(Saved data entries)
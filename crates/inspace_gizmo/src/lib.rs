//! InSpace Gizmo - Drag Gizmo Core
//!
//! Turns 2D pointer drags on a flat widget into translations along, or
//! rotations around, one of three logical axes drawn as a fake isometric
//! projection.
//!
//! # Features
//!
//! - Nearest-axis selection with per-drag axis lock
//! - Rotation ring chosen from the initial drag direction
//! - Bounded or unbounded translation, wrapped or continuous rotation
//! - Move/rotate mode switching with change notification
//! - TOML settings with partial updates
//! - Render snapshots for a host-supplied presentation layer
//!
//! # Architecture
//!
//! ```text
//! ┌──────────────────────────────────────────────────┐
//! │                 GizmoController                   │
//! │  ┌──────────────┐ ┌────────────┐ ┌─────────────┐ │
//! │  │ModeController│ │DragSession │ │    Pose     │ │
//! │  └──────────────┘ └────────────┘ └─────────────┘ │
//! │  ┌──────────────────────────────────────────────┐│
//! │  │     Manipulator (translate | rotate)          ││
//! │  └──────────────────────────────────────────────┘│
//! └──────────────────────────────────────────────────┘
//!                         │
//!                         ▼
//!                 ┌────────────────┐
//!                 │ RenderSnapshot │ ──► PresentationAdapter
//!                 └────────────────┘
//! ```
//!
//! # Example
//!
//! ```
//! use inspace_gizmo::prelude::*;
//!
//! let mut gizmo = GizmoController::with_defaults();
//! let bounds = Bounds::new(120.0, 120.0);
//!
//! gizmo.on_drag_start(false);
//! gizmo.on_drag_move(Vec2::new(90.0, 60.0), Some(bounds), false);
//! gizmo.on_drag_end();
//!
//! assert_eq!(gizmo.pose().position.x, 25.0);
//! ```

pub mod axis;
pub mod controller;
pub mod display;
pub mod error;
pub mod manipulator;
pub mod mode;
pub mod pose;
pub mod presentation;
pub mod projection;
pub mod session;
pub mod settings;

pub use axis::{Axis, OperatingMode};
pub use controller::GizmoController;
pub use error::{GizmoError, Result};
pub use manipulator::{DragOutput, Manipulator};
pub use mode::{ListenerId, ModeController};
pub use pose::Pose;
pub use presentation::{PresentationAdapter, RenderSnapshot};
pub use projection::Bounds;
pub use session::DragSession;
pub use settings::{GizmoSettings, SettingsPatch};

pub mod prelude {
    //! Common imports for embedding a gizmo
    pub use crate::axis::{Axis, OperatingMode};
    pub use crate::controller::GizmoController;
    pub use crate::display::{axis_color, format_angle, format_progress, Color};
    pub use crate::error::{GizmoError, Result};
    pub use crate::manipulator::DragOutput;
    pub use crate::mode::ListenerId;
    pub use crate::pose::Pose;
    pub use crate::presentation::{
        MeshTransform, PresentationAdapter, PreviewShape, PreviewView, RenderSnapshot,
    };
    pub use crate::projection::Bounds;
    pub use crate::session::DragSession;
    pub use crate::settings::{GizmoSettings, SettingsPatch};
    pub use inspace_math::{Vec2, Vec3};
}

- WHAT YOU ARE ASKED TO DO
The answer is to be one number: the count of lines in the entries containing the string "OperatingMode".

- ANSWER SPACE
2